Supplied entries -
-=-=-
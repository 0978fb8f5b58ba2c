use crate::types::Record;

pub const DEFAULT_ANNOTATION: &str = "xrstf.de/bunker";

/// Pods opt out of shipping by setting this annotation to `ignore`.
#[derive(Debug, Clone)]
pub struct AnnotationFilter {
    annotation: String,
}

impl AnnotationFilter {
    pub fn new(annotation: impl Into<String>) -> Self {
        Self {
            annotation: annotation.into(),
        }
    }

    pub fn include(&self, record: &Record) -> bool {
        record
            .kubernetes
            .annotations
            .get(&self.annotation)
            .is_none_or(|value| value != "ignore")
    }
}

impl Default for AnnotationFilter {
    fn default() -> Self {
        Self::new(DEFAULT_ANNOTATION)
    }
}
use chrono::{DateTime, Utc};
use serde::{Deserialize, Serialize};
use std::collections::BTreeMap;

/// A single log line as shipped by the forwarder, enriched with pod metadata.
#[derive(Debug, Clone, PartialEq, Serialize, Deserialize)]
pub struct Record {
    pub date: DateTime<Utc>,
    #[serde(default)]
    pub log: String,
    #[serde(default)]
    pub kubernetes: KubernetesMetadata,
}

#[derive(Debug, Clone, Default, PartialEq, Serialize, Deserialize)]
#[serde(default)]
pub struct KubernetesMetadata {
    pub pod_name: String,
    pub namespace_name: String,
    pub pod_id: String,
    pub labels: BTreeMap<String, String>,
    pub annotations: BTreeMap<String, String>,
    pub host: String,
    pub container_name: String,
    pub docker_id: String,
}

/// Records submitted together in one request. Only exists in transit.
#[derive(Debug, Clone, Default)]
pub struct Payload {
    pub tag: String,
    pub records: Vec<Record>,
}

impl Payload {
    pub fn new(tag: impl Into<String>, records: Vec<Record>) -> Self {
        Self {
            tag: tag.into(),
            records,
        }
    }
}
-=-=-
Your assignment - Nothing in the records may change; write them out again in full.

Solution below -
repository 0978fb8f5b58ba2c
use crate::types::Record;

pub const DEFAULT_ANNOTATION: &str = "xrstf.de/bunker";

/// Pods opt out of shipping by setting this annotation to `ignore`.
#[derive(Debug, Clone)]
pub struct AnnotationFilter {
    annotation: String,
}

impl AnnotationFilter {
    pub fn new(annotation: impl Into<String>) -> Self {
        Self {
            annotation: annotation.into(),
        }
    }

    pub fn include(&self, record: &Record) -> bool {
        record
            .kubernetes
            .annotations
            .get(&self.annotation)
            .is_none_or(|value| value != "ignore")
    }
}

impl Default for AnnotationFilter {
    fn default() -> Self {
        Self::new(DEFAULT_ANNOTATION)
    }
}
use chrono::{DateTime, Utc};
use serde::{Deserialize, Serialize};
use std::collections::BTreeMap;

/// A single log line as shipped by the forwarder, enriched with pod metadata.
#[derive(Debug, Clone, PartialEq, Serialize, Deserialize)]
pub struct Record {
    pub date: DateTime<Utc>,
    #[serde(default)]
    pub log: String,
    #[serde(default)]
    pub kubernetes: KubernetesMetadata,
}

#[derive(Debug, Clone, Default, PartialEq, Serialize, Deserialize)]
#[serde(default)]
pub struct KubernetesMetadata {
    pub pod_name: String,
    pub namespace_name: String,
    pub pod_id: String,
    pub labels: BTreeMap<String, String>,
    pub annotations: BTreeMap<String, String>,
    pub host: String,
    pub container_name: String,
    pub docker_id: String,
}

/// Records submitted together in one request. Only exists in transit.
#[derive(Debug, Clone, Default)]
pub struct Payload {
    pub tag: String,
    pub records: Vec<Record>,
}

impl Payload {
    pub fn new(tag: impl Into<String>, records: Vec<Record>) -> Self {
        Self {
            tag: tag.into(),
            records,
        }
    }
}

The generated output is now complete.